So ever since my doctor appointment last week, I've been doing a lot of thinking about where I stand with all this medical stuff. I've never been too keen on taking medications. Whether it's a Tylenol for a headache or something bigger, I just don't like doing it. I feel like there is always something else I could or should try before going that route. And I especially don't like the idea of being on something every day for the rest of my life. I think that's part of the problem I had with birth control. I was terrible about making a pill a part of each day. The other side effects were a bigger issue for me, but the daily pill part was annoying. It's been tough to remember to take my vitamins--and now metformin--each day. I think I am subconsciously motivated to remember now, knowing that it might regulate my system and make it possible for me to get pregnant. But how far can I take that argument? How far is too far?

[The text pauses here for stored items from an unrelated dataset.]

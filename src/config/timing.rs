//! Timing and completion definitions

use serde::{Deserialize, Serialize};
use std::fmt;

/// How long a philosopher thinks or eats
///
/// All values are microseconds.
#[derive(Debug, Clone, PartialEq, Eq, Serialize, Deserialize)]
#[serde(tag = "distribution", rename_all = "lowercase")]
pub enum DelayConfig {
    Uniform { min_us: u64, max_us: u64 },
    Fixed { us: u64 },
    Gaussian { mean_us: u64, stddev_us: u64 },
}

impl Default for DelayConfig {
    fn default() -> Self {
        // 200-800 ms, the classic table
        Self::Uniform {
            min_us: 200_000,
            max_us: 800_000,
        }
    }
}

/// How a delay is spent
#[derive(Debug, Clone, Copy, Serialize, Deserialize, PartialEq, Eq)]
#[serde(rename_all = "lowercase")]
pub enum DelayMode {
    Sleep,
    Spin,
}

impl Default for DelayMode {
    fn default() -> Self {
        Self::Sleep
    }
}

/// When a dinner ends
#[derive(Debug, Clone, Copy, Serialize, Deserialize, PartialEq, Eq)]
#[serde(tag = "mode", rename_all = "lowercase")]
pub enum CompletionMode {
    /// Every philosopher eats `count` times
    Meals { count: u64 },
    /// Stop after a wall-clock budget
    Duration { millis: u64 },
    /// Run until the process is killed
    Forever,
}

impl Default for CompletionMode {
    fn default() -> Self {
        Self::Duration { millis: 10_000 }
    }
}

impl fmt::Display for DelayConfig {
    fn fmt(&self, f: &mut fmt::Formatter<'_>) -> fmt::Result {
        match self {
            DelayConfig::Uniform { min_us, max_us } => {
                write!(f, "uniform {}..{}", format_us(*min_us), format_us(*max_us))
            }
            DelayConfig::Fixed { us } => write!(f, "fixed {}", format_us(*us)),
            DelayConfig::Gaussian { mean_us, stddev_us } => {
                write!(f, "gaussian mean={} stddev={}", format_us(*mean_us), format_us(*stddev_us))
            }
        }
    }
}

impl fmt::Display for DelayMode {
    fn fmt(&self, f: &mut fmt::Formatter<'_>) -> fmt::Result {
        match self {
            DelayMode::Sleep => write!(f, "sleep"),
            DelayMode::Spin => write!(f, "spin"),
        }
    }
}

impl fmt::Display for CompletionMode {
    fn fmt(&self, f: &mut fmt::Formatter<'_>) -> fmt::Result {
        match self {
            CompletionMode::Meals { count } => write!(f, "{} meal(s) each", count),
            CompletionMode::Duration { millis } => write!(f, "{}", format_ms(*millis)),
            CompletionMode::Forever => write!(f, "forever"),
        }
    }
}

fn format_ms(ms: u64) -> String {
    if ms >= 1_000 && ms % 1_000 == 0 {
        format!("{}s", ms / 1_000)
    } else {
        format!("{}ms", ms)
    }
}

fn format_us(us: u64) -> String {
    if us >= 1_000_000 && us % 1_000_000 == 0 {
        format!("{}s", us / 1_000_000)
    } else if us >= 1_000 && us % 1_000 == 0 {
        format!("{}ms", us / 1_000)
    } else {
        format!("{}us", us)
    }
}

#[cfg(test)]
mod tests {
    use super::*;

    #[test]
    fn test_defaults() {
        assert_eq!(
            DelayConfig::default(),
            DelayConfig::Uniform { min_us: 200_000, max_us: 800_000 }
        );
        assert_eq!(DelayMode::default(), DelayMode::Sleep);
        assert_eq!(CompletionMode::default(), CompletionMode::Duration { millis: 10_000 });
    }

    #[test]
    fn test_display() {
        assert_eq!(DelayConfig::default().to_string(), "uniform 200ms..800ms");
        assert_eq!(DelayConfig::Fixed { us: 1500 }.to_string(), "fixed 1500us");
        assert_eq!(CompletionMode::Meals { count: 3 }.to_string(), "3 meal(s) each");
        assert_eq!(CompletionMode::Duration { millis: 2000 }.to_string(), "2s");
        assert_eq!(CompletionMode::Forever.to_string(), "forever");
    }

    #[test]
    fn test_display_huge_duration() {
        assert_eq!(
            CompletionMode::Duration { millis: u64::MAX }.to_string(),
            format!("{}ms", u64::MAX)
        );
        assert_eq!(CompletionMode::Duration { millis: 250 }.to_string(), "250ms");
    }
}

I talked in my last post about the fear of Clomid. I'm still really conflicted about it. My doctor says that I am free to start it at any point. That "opportunity" has become this huge weight hanging over my head. I had a friend ask me why I wouldn't just take it. It forced me to think more about the whole thing and while I don't feel like I'm any closer to making a firm decision, I am certainly farther from being on board with it than I was. I knew that one of the side effects of Clomid was that a woman's cervical fluid could be diminished. Cervical fluid is so important to getting pregnant, so it seemed counterproductive to take a pill that would make it disappear, even if it did force the release of an egg. One article I read said that it even make cervical fluid hostile to sperm. If slowing them down isn't bad enough, we're now going to kill them!? Again, seems kind of backwards. I did some more reading and it also seems that Clomid is only successful at forcing ovulation for 70-80% of women in the first three months; then after that, it only results in pregnancy for like 60% of those women. That works out to like a 30% success rate for getting pregnant on the drug. Plus, everything I read said that it should only be used for like 6 cycles because some research shows increased risk of ovarian cancer with prolonged use. And the higher the dose (it starts at 50mg/day and can be prescribed up to 250mg/day), the greater the risk. I know lots of women have had success, but I just can't get over those risks! And what happens when/if that doesn't work? Things only get exponentially more expensive after that. Hormones, AI, IVF...all run into the thousands of dollars and many times aren't covered by insurance. And even if we get to a point where we have to choose adoption, that is even so expensive (financially and emotionally).
I don't have the answers. I'm not sure there is any one right answer. I'm praying that I won't have to get to the point where I have to make that decision.